A collection of spiritual stories and poems chronicling one man’s journey to the ultimate state of inner peace.
Walker wants to find out who he really is, both in name and in spirit. He begins his pseudo-memoir with a story of the time he walked “in a cirrus cloud.” He attributes his uncanny ability to help from God, a spirit, a higher power, whatever readers want to believe—the definition Walker leaves up to the reader. Throughout the book, Walker intersperses the tales with poems, Native American legends and thoughts about the meaning of life, God and everything in between: from seeing God as your own face—“He looked at me / with my face”—to the concept of there not being one, true God but rather many different incarnations and belief systems, each producing its own God. Walker shares many tidbits of knowledge and wisdom, oftentimes with perfect clarity. Elsewhere, though, a few poems or pieces in the collection seem a bit forced, obvious or juvenile, as when it’s said that everyone is “God’s favorite child.” Yet the book really takes off when Walker explores his romantic relationship with an unnamed partner.

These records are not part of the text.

//! Back-off n-gram language model read from ARPA files.
//!
//! Probabilities and back-off weights stay in log10, as stored in the file.
//!
//! ```text
//! \data\
//! ngram 1=<count>
//! ngram 2=<count>
//!
//! \1-grams:
//! <log10_prob> <word> [<log10_backoff>]
//!
//! \2-grams:
//! <log10_prob> <word1> <word2> [<log10_backoff>]
//!
//! \end\
//! ```

use crate::error::{LmError, Result};
use crate::traits::LanguageModel;
use lexbeam_text::Dictionary;
use lexbeam_text::lexicon::{BOS_TOKEN, EOS_TOKEN, UNK_TOKEN};
use std::collections::HashMap;
use std::fs::File;
use std::io::{BufRead, BufReader};
use std::path::Path;

/// log10 probability of `<unk>` when the model does not list it.
const MISSING_UNK_LOG10_PROB: f32 = -100.0;

#[derive(Clone, Copy, Debug)]
struct NGram {
    prob: f32,
    backoff: f32,
}

/// Context of an [`ArpaLm`] hypothesis.
///
/// Holds the longest suffix of the history (oldest word first) that the model
/// can still extend, so equal states always score identically.
#[derive(Clone, Debug, Default, PartialEq, Eq, Hash)]
pub struct ArpaState(Vec<u32>);

impl ArpaState {
    /// Model vocabulary ids of the retained context.
    pub fn context(&self) -> &[u32] {
        &self.0
    }
}

/// ARPA back-off model keyed by word-dictionary indices.
#[derive(Clone, Debug)]
pub struct ArpaLm {
    order: usize,
    vocab: HashMap<String, u32>,
    /// `ngrams[k]` holds the (k + 1)-grams.
    ngrams: Vec<HashMap<Box<[u32]>, NGram>>,
    /// Word-dictionary index → model id.
    word_to_lm: Vec<u32>,
    unk: u32,
    bos: u32,
    eos: u32,
}

/// Parser position inside an ARPA file.
enum Section {
    Preamble,
    Data,
    NGrams(usize),
}

impl ArpaLm {
    /// Parse an ARPA model and map `word_dict` indices onto its vocabulary.
    ///
    /// Words unknown to the model map to `<unk>`; a model without `<unk>`
    /// gets one with log10 probability -100.
    pub fn from_reader<R: BufRead>(reader: R, word_dict: &Dictionary) -> Result<Self> {
        let mut vocab: HashMap<String, u32> = HashMap::new();
        let mut ngrams: Vec<HashMap<Box<[u32]>, NGram>> = Vec::new();
        let mut section = Section::Preamble;

        for (line_no, line) in reader.lines().enumerate() {
            let line = line?;
            let line = line.trim();
            let parse_error = |message: String| LmError::Parse {
                line: line_no + 1,
                message,
            };

            if line.is_empty() {
                continue;
            }

            if line == "\\data\\" {
                section = Section::Data;
                continue;
            }

            if line == "\\end\\" {
                break;
            }

            if let Some(order) = line
                .strip_prefix('\\')
                .and_then(|l| l.strip_suffix("-grams:"))
            {
                let order: usize = order
                    .parse()
                    .map_err(|_| parse_error(format!("bad section header '{line}'")))?;
                if order == 0 {
                    return Err(parse_error("n-gram order must be positive".into()).into());
                }
                if ngrams.len() < order {
                    ngrams.resize_with(order, HashMap::new);
                }
                section = Section::NGrams(order);
                continue;
            }

            match section {
                Section::Preamble => {}
                Section::Data => {
                    if !line.starts_with("ngram ") {
                        return Err(parse_error(format!("unexpected line in header '{line}'")).into());
                    }
                }
                Section::NGrams(order) => {
                    let fields: Vec<&str> = line.split_whitespace().collect();
                    if fields.len() != order + 1 && fields.len() != order + 2 {
                        return Err(parse_error(format!(
                            "expected {order}-gram entry, got {} fields",
                            fields.len()
                        ))
                        .into());
                    }

                    let prob: f32 = fields[0]
                        .parse()
                        .map_err(|_| parse_error(format!("bad probability '{}'", fields[0])))?;
                    let backoff: f32 = match fields.get(order + 1) {
                        Some(b) => b
                            .parse()
                            .map_err(|_| parse_error(format!("bad backoff '{b}'")))?,
                        None => 0.0,
                    };

                    let ids: Box<[u32]> = fields[1..=order]
                        .iter()
                        .map(|word| {
                            let next = vocab.len() as u32;
                            *vocab.entry(word.to_string()).or_insert(next)
                        })
                        .collect();

                    ngrams[order - 1].insert(ids, NGram { prob, backoff });
                }
            }
        }

        if ngrams.is_empty() {
            return Err(LmError::Parse {
                line: 0,
                message: "no n-gram sections".into(),
            }
            .into());
        }

        let bos = *vocab.get(BOS_TOKEN).ok_or(LmError::MissingToken(BOS_TOKEN))?;
        let eos = *vocab.get(EOS_TOKEN).ok_or(LmError::MissingToken(EOS_TOKEN))?;
        let unk = match vocab.get(UNK_TOKEN) {
            Some(&id) => id,
            None => {
                tracing::warn!(
                    prob = MISSING_UNK_LOG10_PROB,
                    "arpa model has no <unk>, substituting"
                );
                let id = vocab.len() as u32;
                vocab.insert(UNK_TOKEN.to_string(), id);
                ngrams[0].insert(
                    Box::new([id]),
                    NGram {
                        prob: MISSING_UNK_LOG10_PROB,
                        backoff: 0.0,
                    },
                );
                id
            }
        };

        let word_to_lm = (0..word_dict.index_size())
            .map(|i| {
                word_dict
                    .entry(i)
                    .ok()
                    .and_then(|word| vocab.get(word).copied())
                    .unwrap_or(unk)
            })
            .collect();

        let order = ngrams.len();
        tracing::debug!(
            order,
            vocab = vocab.len(),
            ngrams = ngrams.iter().map(HashMap::len).sum::<usize>(),
            "arpa model loaded"
        );

        Ok(Self {
            order,
            vocab,
            ngrams,
            word_to_lm,
            unk,
            bos,
            eos,
        })
    }

    /// Load an ARPA model from a file, see [`ArpaLm::from_reader`].
    pub fn from_file(path: impl AsRef<Path>, word_dict: &Dictionary) -> Result<Self> {
        let file = File::open(path)?;
        Self::from_reader(BufReader::new(file), word_dict)
    }

    /// Highest n-gram order.
    pub fn order(&self) -> usize {
        self.order
    }

    pub fn vocab_size(&self) -> usize {
        self.vocab.len()
    }

    /// Model id for a word-dictionary index, `<unk>` if unmapped.
    pub fn lm_index(&self, word: usize) -> u32 {
        self.word_to_lm.get(word).copied().unwrap_or(self.unk)
    }

    fn lookup(&self, ngram: &[u32]) -> Option<&NGram> {
        let table = self.ngrams.get(ngram.len().checked_sub(1)?)?;
        table.get(ngram)
    }

    /// Score `word` after `context` with Katz back-off and compute the next state.
    fn score_id(&self, context: &[u32], word: u32) -> (ArpaState, f32) {
        let mut ngram = Vec::with_capacity(context.len() + 1);
        ngram.extend_from_slice(context);
        ngram.push(word);

        let last = ngram.len() - 1;
        let mut backoff = 0.0;
        let mut prob = None;

        for start in 0..=last {
            if let Some(entry) = self.lookup(&ngram[start..]) {
                prob = Some(entry.prob);
                break;
            }
            if let Some(ctx) = self.lookup(&ngram[start..last]) {
                backoff += ctx.backoff;
            }
        }

        let prob = match prob {
            Some(p) => p,
            None => self
                .lookup(&[self.unk])
                .map_or(MISSING_UNK_LOG10_PROB, |e| e.prob),
        };

        let keep = ngram.len().min(self.order - 1);
        let mut state = &ngram[ngram.len() - keep..];
        while !state.is_empty() && self.lookup(state).is_none() {
            state = &state[1..];
        }

        (ArpaState(state.to_vec()), prob + backoff)
    }
}

impl LanguageModel for ArpaLm {
    type State = ArpaState;

    fn start(&self, zero_context: bool) -> Self::State {
        if zero_context || self.order < 2 {
            ArpaState::default()
        } else {
            ArpaState(vec![self.bos])
        }
    }

    fn score(&self, state: &Self::State, index: usize) -> (Self::State, f32) {
        self.score_id(&state.0, self.lm_index(index))
    }

    fn finish(&self, state: &Self::State) -> (Self::State, f32) {
        self.score_id(&state.0, self.eos)
    }
}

The spiritual, God-believing, wise narrator becomes a bit more human, a bit more relatable. Regardless of the work’s shortcomings, at the conclusion, readers will come away with a renewed sense of spirituality and perhaps the urge to explore their own spiritual existences. Sometimes, it seems, the best way to embark upon your own journey of self-discovery is to watch someone else’s unfold.
Inquisitive and enlightening without being dense.